Posts Tagged ‘Programming’

Virtual Drives

Wednesday, May 6th, 2009

I had this “virtual drive” script I wrote setup a while back for my windows machine to make certain things easier.  For instance I setup my apache htdocs directory so that it was the “W” drive so I could just open my computer and W and I would be there with my websites – it just made things more easily accessible.

The solution was used again for a different purpose when one day I had a friend who had installed windows and something went wrong.  A drive other than his main windows partition was set as “C” and his windows partition was created as “F”.  What made this a problem was that when he would install some programs (flash for example) it would attempt to install certain things to the registry on the “C” drive which it couldn’t find and there seemed to be no way to correct this.  So I showed him my little trick.  I didn’t think much of it until the other day he asked me for the script again because when he just installed his new computer the USB drive was “C” and he messed it up again.  He said he searched for a fix on Google and couldn’t find one.  You can’t just rename the partition because you are using it.  I imagine there is some kind of a fix if you put in a live cd and you can change it but we didn’t really look into it.  I just gave him the script and off he went.

So its a very simple batch script and you can modify it to do either of the things that I just mentioned.  Just save the following as virtualDrive.bat (or whateverYouWant.bat)

This first one shows my setting up the W drive:

@ECHO OFF
ECHO.

subst W: /d
subst W: D:\htdocs
CLS
EXIT

This one shows the fix if your windows partition is not set to C and it is causing you a problem:

@ECHO OFF
ECHO.

subst C: /d
subst C: F:

CLS
EXIT

The first “subst” line deletes the “C” drive in case your script has already ran previously (this stops an error from popping up if it already exists) – The second creates the “C” drive pointing to the “F” drive.

The last hint is that if you want to have it created every time you start your computer, just put a link to the virtualDrive.bat file in your startup folder in the start menu.

IE and DOM buttons – The correct way

Tuesday, August 26th, 2008

I have had so many problems creating buttons in IE using the dom that I had gone to just using images as buttons and adding them. Turns out there is one simple thing you can do to get it to work. Create the button, then add it to the page…

Here is what I was doing:

var button = item.appendChild(document.createElement('input'));
button.type='button';
button.value='THIS IS A BUTTON';

This code always threw an error, however if you do it this way (creating the button, and then adding it) it works fine:

var button = document.createElement('input');
button.type='button';
button.value='THIS IS A BUTTON';
button = item.appendChild(button);

Have fun dynamically creating forms that will work in most browsers!

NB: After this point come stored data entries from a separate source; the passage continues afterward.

/// Ordered buffer of put/delete operations shared by every batch implementation.
#[derive(Debug, Clone, Default)]
pub struct WriteBatch {
    operations: Vec<BatchOperation>,
    size_bytes: usize,
}

#[derive(Clone, Debug, PartialEq, Eq)]
pub enum BatchOperation {
    Put { key: Vec<u8>, value: Vec<u8> },
    Delete { key: Vec<u8> },
}

impl BatchOperation {
    pub fn key(&self) -> &[u8] {
        match self {
            BatchOperation::Put { key, .. } => key,
            BatchOperation::Delete { key } => key,
        }
    }

    fn size_bytes(&self) -> usize {
        match self {
            BatchOperation::Put { key, value } => key.len() + value.len(),
            BatchOperation::Delete { key } => key.len(),
        }
    }
}

impl WriteBatch {
    pub fn new() -> Self {
        Self::default()
    }

    pub fn put(&mut self, key: &[u8], value: &[u8]) {
        self.push(BatchOperation::Put {
            key: key.to_vec(),
            value: value.to_vec(),
        });
    }

    pub fn delete(&mut self, key: &[u8]) {
        self.push(BatchOperation::Delete { key: key.to_vec() });
    }

    pub fn push(&mut self, op: BatchOperation) {
        self.size_bytes += op.size_bytes();
        self.operations.push(op);
    }

    pub fn clear(&mut self) {
        self.operations.clear();
        self.size_bytes = 0;
    }

    pub fn len(&self) -> usize {
        self.operations.len()
    }

    pub fn is_empty(&self) -> bool {
        self.operations.is_empty()
    }

    /// Key and value bytes recorded so far.
    pub fn size_bytes(&self) -> usize {
        self.size_bytes
    }

    pub fn operations(&self) -> &[BatchOperation] {
        &self.operations
    }
}

#[cfg(test)]
mod tests {
    use super::*;

    #[test]
    fn test_write_batch_basic() {
        let mut batch = WriteBatch::new();

        batch.put(b"key1", b"value1");
        batch.put(b"key2", b"value2");
        batch.delete(b"key3");

        assert_eq!(batch.len(), 3);
        assert_eq!(batch.size_bytes(), 4 + 6 + 4 + 6 + 4);

        let ops = batch.operations();
        match &ops[0] {
            BatchOperation::Put { key, value } => {
                assert_eq!(key, b"key1");
                assert_eq!(value, b"value1");
            }
            _ => panic!("Expected Put operation"),
        }

        match &ops[2] {
            BatchOperation::Delete { key } => {
                assert_eq!(key, b"key3");
            }
            _ => panic!("Expected Delete operation"),
        }
    }

    #[test]
    fn test_write_batch_clear() {
        let mut batch = WriteBatch::new();
        batch.put(b"key1", b"value1");
        batch.clear();

        assert!(batch.is_empty());
        assert_eq!(batch.size_bytes(), 0);
    }

    #[test]
    fn test_operation_key() {
        let put = BatchOperation::Put {
            key: b"a".to_vec(),
            value: b"1".to_vec(),
        };
        let del = BatchOperation::Delete { key: b"b".to_vec() };
        assert_eq!(put.key(), b"a");
        assert_eq!(del.key(), b"b");
    }
}
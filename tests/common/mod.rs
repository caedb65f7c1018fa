#![allow(dead_code)]

use shardkv::iterator::KvIterator;
use shardkv::{
    Batch, Error, KeyRange, KeyValueStore, MemoryStore, Result, ShardConfig, ShardManager,
};
use std::sync::atomic::{AtomicBool, AtomicUsize, Ordering};
use std::sync::Arc;
use tempfile::{tempdir, TempDir};

pub fn setup_sled_shards(disk_groups: usize, shards_per_group: usize) -> (TempDir, ShardManager) {
    let dir = tempdir().unwrap();
    let manager = ShardManager::open(dir.path(), sled_config(disk_groups, shards_per_group)).unwrap();
    (dir, manager)
}

pub fn sled_config(disk_groups: usize, shards_per_group: usize) -> ShardConfig {
    let mut config = ShardConfig::new(disk_groups, shards_per_group);
    config.store.flush_every_ms = None;
    config.store.cache_capacity = 4 * 1024 * 1024;
    config
}

pub fn create_test_data(count: usize, key_prefix: &str) -> Vec<(Vec<u8>, Vec<u8>)> {
    (0..count)
        .map(|i| {
            let key = format!("{}_{:06}", key_prefix, i);
            let value = format!("value_{:06}", i);
            (key.into_bytes(), value.into_bytes())
        })
        .collect()
}

pub fn collect_keys(iter: KvIterator<'_>) -> Vec<Vec<u8>> {
    iter.map(|item| item.unwrap().0).collect()
}

pub fn verify_key_value<S: KeyValueStore>(store: &S, key: &[u8], expected_value: &[u8]) {
    let actual = store.get(key).unwrap();
    assert_eq!(
        actual.as_deref(),
        Some(expected_value),
        "Value mismatch for key {:?}",
        String::from_utf8_lossy(key)
    );
}

/// Calls observed on a [`FlakyStore`], shared so they survive the store itself.
#[derive(Debug, Default)]
pub struct CallLog {
    pub closes: AtomicUsize,
    pub compacts: AtomicUsize,
}

impl CallLog {
    pub fn closes(&self) -> usize {
        self.closes.load(Ordering::SeqCst)
    }

    pub fn compacts(&self) -> usize {
        self.compacts.load(Ordering::SeqCst)
    }
}

/// In-memory store whose writes, batch commits, compaction and close can be
/// made to fail on demand.
#[derive(Default)]
pub struct FlakyStore {
    pub inner: MemoryStore,
    pub fail_writes: AtomicBool,
    pub fail_compact: AtomicBool,
    pub fail_close: AtomicBool,
    pub calls: Arc<CallLog>,
}

impl FlakyStore {
    pub fn new() -> Self {
        Self::default()
    }

    pub fn with_log(calls: Arc<CallLog>) -> Self {
        Self {
            calls,
            ..Self::default()
        }
    }

    pub fn failing_writes() -> Self {
        let store = Self::new();
        store.fail_writes.store(true, Ordering::SeqCst);
        store
    }

    fn injected(what: &str) -> Error {
        Error::Storage(format!("injected {} failure", what))
    }
}

impl KeyValueStore for FlakyStore {
    fn has(&self, key: &[u8]) -> Result<bool> {
        self.inner.has(key)
    }

    fn get(&self, key: &[u8]) -> Result<Option<Vec<u8>>> {
        self.inner.get(key)
    }

    fn put(&self, key: &[u8], value: &[u8]) -> Result<()> {
        if self.fail_writes.load(Ordering::SeqCst) {
            return Err(Self::injected("put"));
        }
        self.inner.put(key, value)
    }

    fn delete(&self, key: &[u8]) -> Result<()> {
        if self.fail_writes.load(Ordering::SeqCst) {
            return Err(Self::injected("delete"));
        }
        self.inner.delete(key)
    }

    fn new_batch(&self) -> Box<dyn Batch + '_> {
        Box::new(FlakyBatch {
            inner: self.inner.new_batch(),
            fail: self.fail_writes.load(Ordering::SeqCst),
        })
    }

    fn iter_range(&self, range: KeyRange) -> Result<KvIterator<'_>> {
        self.inner.iter_range(range)
    }

    fn stat(&self, property: &str) -> Result<String> {
        self.inner.stat(property)
    }

    fn compact(&self, start: Option<&[u8]>, limit: Option<&[u8]>) -> Result<()> {
        self.calls.compacts.fetch_add(1, Ordering::SeqCst);
        if self.fail_compact.load(Ordering::SeqCst) {
            return Err(Self::injected("compact"));
        }
        self.inner.compact(start, limit)
    }

    fn close(&self) -> Result<()> {
        self.calls.closes.fetch_add(1, Ordering::SeqCst);
        if self.fail_close.load(Ordering::SeqCst) {
            return Err(Self::injected("close"));
        }
        self.inner.close()
    }
}

struct FlakyBatch<'a> {
    inner: Box<dyn Batch + 'a>,
    fail: bool,
}

impl Batch for FlakyBatch<'_> {
    fn put(&mut self, key: &[u8], value: &[u8]) -> Result<()> {
        self.inner.put(key, value)
    }

    fn delete(&mut self, key: &[u8]) -> Result<()> {
        self.inner.delete(key)
    }

    fn len(&self) -> usize {
        self.inner.len()
    }

    fn value_size(&self) -> usize {
        self.inner.value_size()
    }

    fn write(&self) -> Result<()> {
        if self.fail {
            return Err(FlakyStore::injected("batch"));
        }
        self.inner.write()
    }

    fn reset(&mut self) {
        self.inner.reset();
    }
}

Remove yourself from your google analytics

Thursday, March 6th, 2008

Are your Google Analytics stats messed up because you go to your site all the time? Would you like to fix that? Well Google provides a way you could block the traffic from a certain IP address. But if you are checking it from a range of computers then that doesn’t really do you any good. You can block a range but what if you use your laptop all over town and connect into different wireless access points. Or in my case when I go to school I get an new IP every day if not more. So what I decided to do was to defeat it with cookies.
The first step is to create a page that will store a cookie to the computer. For this site I added it into the submission page for these posts. No one else comes here so I shouldn’t have to worry about people accidentally getting the cookie set on their own computer. (A side benefit of having it on a page that I use a bunch is that if I clear my cookies it comes back without me having to think about it.) To create a cookie on a page using php you put this at the top:

<?PHP
setcookie (“analytics”, “no_analytics”);
?>

This sets a cookie with the name analytics and the value no_analytics set to that cookie.
Next, we put an if statement around where we record the analytics (for me this is in the header so it is called on every page.):

<?

if($_COOKIE["analytics"] != ‘no_analytics’) // if there is a cookie for this site that contains this information then the analytics will not be counted
{

?>

This If statement will check the cookie and if it exists it will not print out the javascript that sends the information to the Google servers. As long as you have the cookie set in the browsers you use, you will be able to visit the site without being counted. And if you visit from somewhere else – if you want you can hit the page, store the cookie and delete it when you are finished!